After the comet fragments collided with the Earth's atmosphere, the climate changed dramatically, and led to a radical shift in lifestyle from hunting to agriculture and even control of wild animals, according to a new analysis of the remains excavated from the area in the 1970s.

“Based on current analyses, this would be the first example of a human settlement catastrophically affected by a cosmic impact event,” the researchers wrote in the new study.

The team's new interpretation of material excavated from the prehistoric village of Abu Hurairah, now submerged under the Lake Assad reservoir in northern Syria, suggests a dramatic change in the local climate around the time of the impact of the 100-kilometre-wide (62-mile) fragments. From a disintegrating icy body called a centaur on Earth.

These objects have a dual nature in that they resemble asteroids but leave a trail of gas and dust in their wake like comets.

In what is known as an airburst, it is believed that one of the pieces of the comet, filled with enormous heat, exploded high in the planet’s atmosphere and rained down intense shock waves over the village, thus eliminating its inhabitants.
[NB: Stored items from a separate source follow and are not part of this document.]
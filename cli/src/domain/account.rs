//! Account domain types and pure validation functions.
//!
//! This module is intentionally free of I/O, async, and external layer imports.
//! All functions take data in and return data out.

use std::fmt;
use std::str::FromStr;
use std::sync::LazyLock;

use anyhow::Result;
use regex::Regex;
use serde::{Serialize, Serializer};

use crate::domain::error::AccountError;

/// Aliases end up in file names (`id_ed25519_<alias>`) and SSH host patterns,
/// so they are restricted to a conservative character set.
pub static ALIAS_RE: LazyLock<Regex> = LazyLock::new(|| {
    // Safety: constant pattern.
    #[allow(clippy::expect_used)]
    Regex::new(r"^[a-z0-9]([a-z0-9_-]{0,30}[a-z0-9])?$").expect("valid regex")
});

/// RFC 1123 hostname, used for `custom:<host>` providers.
pub static HOSTNAME_RE: LazyLock<Regex> = LazyLock::new(|| {
    #[allow(clippy::expect_used)]
    Regex::new(r"^[A-Za-z0-9]([A-Za-z0-9-]{0,61}[A-Za-z0-9])?(\.[A-Za-z0-9]([A-Za-z0-9-]{0,61}[A-Za-z0-9])?)*$")
        .expect("valid regex")
});

// ── Provider ──────────────────────────────────────────────────────────────────

/// A Git hosting provider reachable over SSH.
#[derive(Debug, Clone, PartialEq, Eq)]
pub enum Provider {
    GitHub,
    GitLab,
    Bitbucket,
    /// Self-hosted or otherwise unlisted provider, identified by hostname.
    Custom(String),
}

impl Provider {
    /// Canonical SSH hostname for the provider.
    #[must_use]
    pub fn host(&self) -> &str {
        match self {
            Self::GitHub => "github.com",
            Self::GitLab => "gitlab.com",
            Self::Bitbucket => "bitbucket.org",
            Self::Custom(host) => host,
        }
    }

    /// Text the provider prints on a successful `ssh -T` handshake.
    ///
    /// `None` for custom hosts: success is judged by exit status alone.
    #[must_use]
    pub fn auth_success_marker(&self) -> Option<&'static str> {
        match self {
            Self::GitHub => Some("successfully authenticated"),
            Self::GitLab => Some("Welcome to GitLab"),
            Self::Bitbucket => Some("authenticated via ssh key"),
            Self::Custom(_) => None,
        }
    }

    /// Settings page where the user registers a new SSH public key.
    #[must_use]
    pub fn key_settings_url(&self) -> Option<&'static str> {
        match self {
            Self::GitHub => Some("https://github.com/settings/ssh/new"),
            Self::GitLab => Some("https://gitlab.com/-/user_settings/ssh_keys"),
            Self::Bitbucket => Some("https://bitbucket.org/account/settings/ssh-keys/"),
            Self::Custom(_) => None,
        }
    }
}

impl fmt::Display for Provider {
    fn fmt(&self, f: &mut fmt::Formatter<'_>) -> fmt::Result {
        match self {
            Self::GitHub => f.write_str("github"),
            Self::GitLab => f.write_str("gitlab"),
            Self::Bitbucket => f.write_str("bitbucket"),
            Self::Custom(host) => write!(f, "custom:{host}"),
        }
    }
}

impl FromStr for Provider {
    type Err = AccountError;

    fn from_str(s: &str) -> Result<Self, Self::Err> {
        match s.trim().to_lowercase().as_str() {
            "github" | "github.com" => Ok(Self::GitHub),
            "gitlab" | "gitlab.com" => Ok(Self::GitLab),
            "bitbucket" | "bitbucket.org" => Ok(Self::Bitbucket),
            other => match other.strip_prefix("custom:") {
                Some(host) if HOSTNAME_RE.is_match(host) => Ok(Self::Custom(host.to_string())),
                _ => Err(AccountError::UnknownProvider(s.to_string())),
            },
        }
    }
}

impl Serialize for Provider {
    fn serialize<S: Serializer>(&self, serializer: S) -> Result<S::Ok, S::Error> {
        serializer.collect_str(self)
    }
}

// ── Key type ──────────────────────────────────────────────────────────────────

/// SSH key algorithm used when generating a new account key.
#[derive(Debug, Clone, Copy, PartialEq, Eq, Default)]
pub enum KeyType {
    #[default]
    Ed25519,
    Rsa,
}

impl KeyType {
    /// Arguments passed to `ssh-keygen` to select this algorithm.
    #[must_use]
    pub fn keygen_args(self) -> &'static [&'static str] {
        match self {
            Self::Ed25519 => &["-t", "ed25519"],
            Self::Rsa => &["-t", "rsa", "-b", "4096"],
        }
    }

    /// Identity file name for `alias`, e.g. `id_ed25519_work`.
    #[must_use]
    pub fn identity_file_name(self, alias: &str) -> String {
        format!("id_{self}_{alias}")
    }
}

impl fmt::Display for KeyType {
    fn fmt(&self, f: &mut fmt::Formatter<'_>) -> fmt::Result {
        match self {
            Self::Ed25519 => f.write_str("ed25519"),
            Self::Rsa => f.write_str("rsa"),
        }
    }
}

impl FromStr for KeyType {
    type Err = AccountError;

    fn from_str(s: &str) -> Result<Self, Self::Err> {
        match s.trim().to_lowercase().as_str() {
            "ed25519" => Ok(Self::Ed25519),
            "rsa" => Ok(Self::Rsa),
            _ => Err(AccountError::UnknownKeyType(s.to_string())),
        }
    }
}

// ── Account ───────────────────────────────────────────────────────────────────

/// One Git identity bound to a provider through its own SSH key.
#[derive(Debug, Clone, PartialEq, Eq, Serialize)]
pub struct Account {
    /// Short unique name, e.g. `work` or `personal`.
    pub alias: String,
    /// Value written to `user.name`.
    pub name: String,
    /// Value written to `user.email` and used as the key comment.
    pub email: String,
    pub provider: Provider,
    /// `IdentityFile` value as written in `~/.ssh/config` (may start with `~/`).
    pub identity_file: String,
}

impl Account {
    /// SSH `Host` pattern for this account, e.g. `github.com-work`.
    #[must_use]
    pub fn host_alias(&self) -> String {
        host_alias(&self.provider, &self.alias)
    }
}

/// Builds the SSH host alias for `alias` on `provider`.
#[must_use]
pub fn host_alias(provider: &Provider, alias: &str) -> String {
    format!("{}-{alias}", provider.host())
}

// ── Validators ────────────────────────────────────────────────────────────────

/// Validates an account alias.
///
/// # Errors
///
/// Returns an error if the alias does not match [`ALIAS_RE`].
pub fn validate_alias(alias: &str) -> Result<()> {
    if !ALIAS_RE.is_match(alias) {
        return Err(AccountError::InvalidAlias(alias.to_string()).into());
    }
    Ok(())
}

/// Validates an email address: one `@`, non-empty local part and a dotted
/// domain, no whitespace.
///
/// # Errors
///
/// Returns an error if the address is malformed.
pub fn validate_email(email: &str) -> Result<()> {
    let invalid = || AccountError::InvalidEmail(email.to_string());
    if email.chars().any(char::is_whitespace) {
        return Err(invalid().into());
    }
    let Some((local, domain)) = email.split_once('@') else {
        return Err(invalid().into());
    };
    if local.is_empty() || domain.contains('@') || !HOSTNAME_RE.is_match(domain) {
        return Err(invalid().into());
    }
    if !domain.contains('.') {
        return Err(invalid().into());
    }
    Ok(())
}

/// Validates a display name. Names are stored in a comment line, so they
/// must be single-line.
///
/// # Errors
///
/// Returns an error if the name is blank or contains control characters.
pub fn validate_name(name: &str) -> Result<()> {
    if name.trim().is_empty() {
        return Err(AccountError::InvalidName("name must not be empty".to_string()).into());
    }
    if name.chars().any(char::is_control) {
        return Err(
            AccountError::InvalidName("name must not contain control characters".to_string())
                .into(),
        );
    }
    Ok(())
}

// ── Unit tests ───────────────────────────────────────────────────────────────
Scientists also suspect that this event, called the Younger Dryas Impact Hypothesis, covered the region in dust, blocking sunlight and causing a cold winter.

Before the comet struck, records show that settlers consumed mostly wild fruits, berries, and legumes, while post-event remains show that their diet shifted to grains and lentils, as a result of early experiments in agriculture.

The region has also seen a significant rise in drought-resistant crops, reflecting the change from a cool to a drier climate, according to the new study.

"Villagers began growing barley, wheat and legumes. This is what the evidence clearly shows," James Kennett, a professor emeritus at the University of California Santa Barbara and co-author of the new study, added in a statement.

These results are consistent with the 2007 hypothesis that our planet witnessed many airbursts of transcontinental comets. Scientists say that parts of the giant comet that exploded over the Syrian village also rained down rain on more than 50 known locations across at least five continents.

The team says that because the comet's 'impact' was indirect and was actually an explosion in the air, there are no craters in the ground."

This research was described in a paper published in the journal Airbursts and Cratering Impacts.